# Suburban Bee Flowers



## Aisha (May 2, 2007)

I thought you folks in the cold north might want a touch of spring. These were taken today. 

Japanese flowering quince bushes (pictured below) are flowering full force. 

http://farm3.static.flickr.com/2021/2259283732_bf70d3fa27_o.jpg

http://farm3.static.flickr.com/2123/2259283682_3016d90e2e_o.jpg

The girls are out everyday working the landscape rosemary and of course, dandelion fields.


----------



## Jeffzhear (Dec 2, 2006)

Very Nice Pictures....as I trudged out to my car tonight in 15 degree F weather....to come home.....brrrr...reminds me of better days to come.


----------



## MapMan (May 24, 2007)

Aisha said:


> I thought you folks in the cold north might want a touch of spring. These were taken today.
> 
> Japanese flowering quince bushes (pictured below) are flowering full force.
> 
> ...


Thanks! Brightened my day!

MM


----------



## Aisha (May 2, 2007)

Jeffzhear said:


> Very Nice Pictures....as I trudged out to my car tonight in 15 degree F weather....to come home.....brrrr...reminds me of better days to come.
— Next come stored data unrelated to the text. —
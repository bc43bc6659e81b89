//! Engagement lifecycle controller — the governance facade.
//!
//! Consumers (scanners, channels, reporting) talk to
//! [`EngagementController`] and nothing else: it owns the state machine,
//! the accepted Rules of Engagement, the compiled scope rules, and the
//! kill switch, all behind one mutual exclusion boundary.
//!
//! ## Invariants
//!
//! - **Audit before commit**: a lifecycle transition happens only after its
//!   audit entry is durably appended; an unrecorded transition does not
//!   happen.
//! - **Kill is immediate and one-shot**: activation commits `Terminated`
//!   before touching the store, and a repeat activation is refused without
//!   a second record.
//! - **Terminal means terminal**: no request moves a `Completed` or
//!   `Terminated` engagement anywhere.
//! - **Fail-closed reads**: target and technique checks deny unless the
//!   engagement is active and inside its validity window.

pub mod controller;
pub mod error;
pub mod killswitch;
pub mod state;

pub use controller::{EngagementController, EngagementStatus};
pub use error::EngagementError;
pub use killswitch::{KillSwitchError, KillSwitchRecord};
pub use state::{next_state, EngagementState, Transition};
Yeah, I read it was 40 below zero in Minnesota today and set a new record! 

I wonder how the bees live through that!


----------



## Moeuk (Feb 4, 2008)

Hi Aisha,
Great photos it really stirs the inner feelings of great the bees are doing their business.
Minus 40C wow that's what I cool very very cold.
Here in UK we are having an 'Indian Summer' for five days now we have had sunny days with the temp. in the 10C-12C. My bees are out on the acanites, snowdrops and Hazel.
Keep the super shots coming.

Moe.


----------



## Parke County Queen (May 22, 2006)

Hi Aisha,

Lucky you to live in Texas. I've been there a few times & loved it. Tonight we are getting an inch of ice and then snow. I miss my girls & sunny days.

P.S. I am setting the first picture to be the background on my desktop to remind me spring is coming.


----------